**EXERCISE**
Your answer should be every line below that includes the word "value".

RAW DATA: Begin

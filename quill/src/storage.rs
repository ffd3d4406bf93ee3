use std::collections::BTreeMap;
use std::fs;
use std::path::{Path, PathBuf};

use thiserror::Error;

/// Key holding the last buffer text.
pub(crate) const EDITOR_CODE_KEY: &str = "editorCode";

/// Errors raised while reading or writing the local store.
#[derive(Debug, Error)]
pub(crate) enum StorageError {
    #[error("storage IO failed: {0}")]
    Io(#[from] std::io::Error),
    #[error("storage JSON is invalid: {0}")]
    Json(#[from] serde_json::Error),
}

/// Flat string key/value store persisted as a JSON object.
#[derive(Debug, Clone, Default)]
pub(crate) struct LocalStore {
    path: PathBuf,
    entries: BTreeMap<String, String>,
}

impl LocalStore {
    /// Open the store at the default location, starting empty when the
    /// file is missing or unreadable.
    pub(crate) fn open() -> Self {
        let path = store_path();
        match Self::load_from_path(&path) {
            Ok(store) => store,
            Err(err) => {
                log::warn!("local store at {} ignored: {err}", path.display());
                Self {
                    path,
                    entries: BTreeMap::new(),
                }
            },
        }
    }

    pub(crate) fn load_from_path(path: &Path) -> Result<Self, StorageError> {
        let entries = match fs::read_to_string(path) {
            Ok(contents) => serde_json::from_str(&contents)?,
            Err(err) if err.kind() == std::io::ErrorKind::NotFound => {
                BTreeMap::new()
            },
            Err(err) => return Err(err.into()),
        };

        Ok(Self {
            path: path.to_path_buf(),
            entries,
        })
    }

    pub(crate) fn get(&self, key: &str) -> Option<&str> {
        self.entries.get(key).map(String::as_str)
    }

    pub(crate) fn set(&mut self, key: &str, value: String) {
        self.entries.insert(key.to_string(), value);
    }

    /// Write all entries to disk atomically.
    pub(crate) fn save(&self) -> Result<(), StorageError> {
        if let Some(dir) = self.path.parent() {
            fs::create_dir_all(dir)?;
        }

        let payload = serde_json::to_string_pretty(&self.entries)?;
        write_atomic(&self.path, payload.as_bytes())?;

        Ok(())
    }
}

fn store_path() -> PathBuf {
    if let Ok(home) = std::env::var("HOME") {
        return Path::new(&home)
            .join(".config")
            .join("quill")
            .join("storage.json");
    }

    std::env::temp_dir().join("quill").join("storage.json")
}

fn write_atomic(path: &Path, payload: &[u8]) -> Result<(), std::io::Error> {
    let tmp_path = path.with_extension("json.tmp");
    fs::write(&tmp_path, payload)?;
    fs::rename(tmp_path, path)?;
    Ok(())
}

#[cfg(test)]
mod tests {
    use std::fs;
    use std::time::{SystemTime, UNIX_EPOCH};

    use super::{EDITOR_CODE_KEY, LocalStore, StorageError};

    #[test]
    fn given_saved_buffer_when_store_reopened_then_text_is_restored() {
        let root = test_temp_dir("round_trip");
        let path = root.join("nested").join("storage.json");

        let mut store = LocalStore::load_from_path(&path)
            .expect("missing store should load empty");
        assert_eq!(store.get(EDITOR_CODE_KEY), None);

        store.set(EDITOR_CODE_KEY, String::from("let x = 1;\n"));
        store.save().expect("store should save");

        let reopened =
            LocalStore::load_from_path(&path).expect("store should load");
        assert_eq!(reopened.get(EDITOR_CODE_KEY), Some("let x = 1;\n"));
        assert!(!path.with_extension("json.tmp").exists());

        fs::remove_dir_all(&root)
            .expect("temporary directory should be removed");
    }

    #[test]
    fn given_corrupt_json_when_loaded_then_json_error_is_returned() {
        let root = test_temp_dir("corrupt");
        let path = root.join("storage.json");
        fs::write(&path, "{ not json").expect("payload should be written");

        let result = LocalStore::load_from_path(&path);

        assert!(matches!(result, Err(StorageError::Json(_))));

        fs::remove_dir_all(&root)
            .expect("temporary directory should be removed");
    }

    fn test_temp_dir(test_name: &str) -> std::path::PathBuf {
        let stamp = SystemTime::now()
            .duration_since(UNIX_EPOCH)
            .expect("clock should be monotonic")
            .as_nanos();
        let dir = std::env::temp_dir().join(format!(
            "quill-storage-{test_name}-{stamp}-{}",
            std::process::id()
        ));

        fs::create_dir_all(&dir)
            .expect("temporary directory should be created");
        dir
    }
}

RAW DATA: End
RAW DATA: Begin

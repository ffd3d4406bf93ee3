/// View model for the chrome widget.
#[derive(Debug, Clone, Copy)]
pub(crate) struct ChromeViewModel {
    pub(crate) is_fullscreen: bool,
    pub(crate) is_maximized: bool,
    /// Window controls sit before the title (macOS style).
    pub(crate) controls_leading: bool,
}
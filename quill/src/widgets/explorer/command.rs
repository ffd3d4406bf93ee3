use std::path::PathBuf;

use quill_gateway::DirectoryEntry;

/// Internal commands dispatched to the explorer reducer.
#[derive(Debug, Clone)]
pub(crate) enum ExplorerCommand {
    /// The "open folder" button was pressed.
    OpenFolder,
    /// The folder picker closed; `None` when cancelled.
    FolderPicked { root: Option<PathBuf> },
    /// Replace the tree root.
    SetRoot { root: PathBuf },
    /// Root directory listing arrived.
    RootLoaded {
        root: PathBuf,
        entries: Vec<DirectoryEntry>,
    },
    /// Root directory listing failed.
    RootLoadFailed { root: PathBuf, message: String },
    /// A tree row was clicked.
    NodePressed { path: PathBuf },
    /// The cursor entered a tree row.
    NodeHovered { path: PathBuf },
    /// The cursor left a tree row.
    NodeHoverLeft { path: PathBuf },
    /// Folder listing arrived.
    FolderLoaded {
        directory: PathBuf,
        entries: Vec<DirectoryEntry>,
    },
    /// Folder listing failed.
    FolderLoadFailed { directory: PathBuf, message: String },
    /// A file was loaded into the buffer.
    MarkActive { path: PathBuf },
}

RAW DATA: End

**ANSWER BOX**
/// Flat string key/value store persisted as a JSON object.
    pub(crate) fn set(&mut self, key: &str, value: String) {
        self.entries.insert(key.to_string(), value);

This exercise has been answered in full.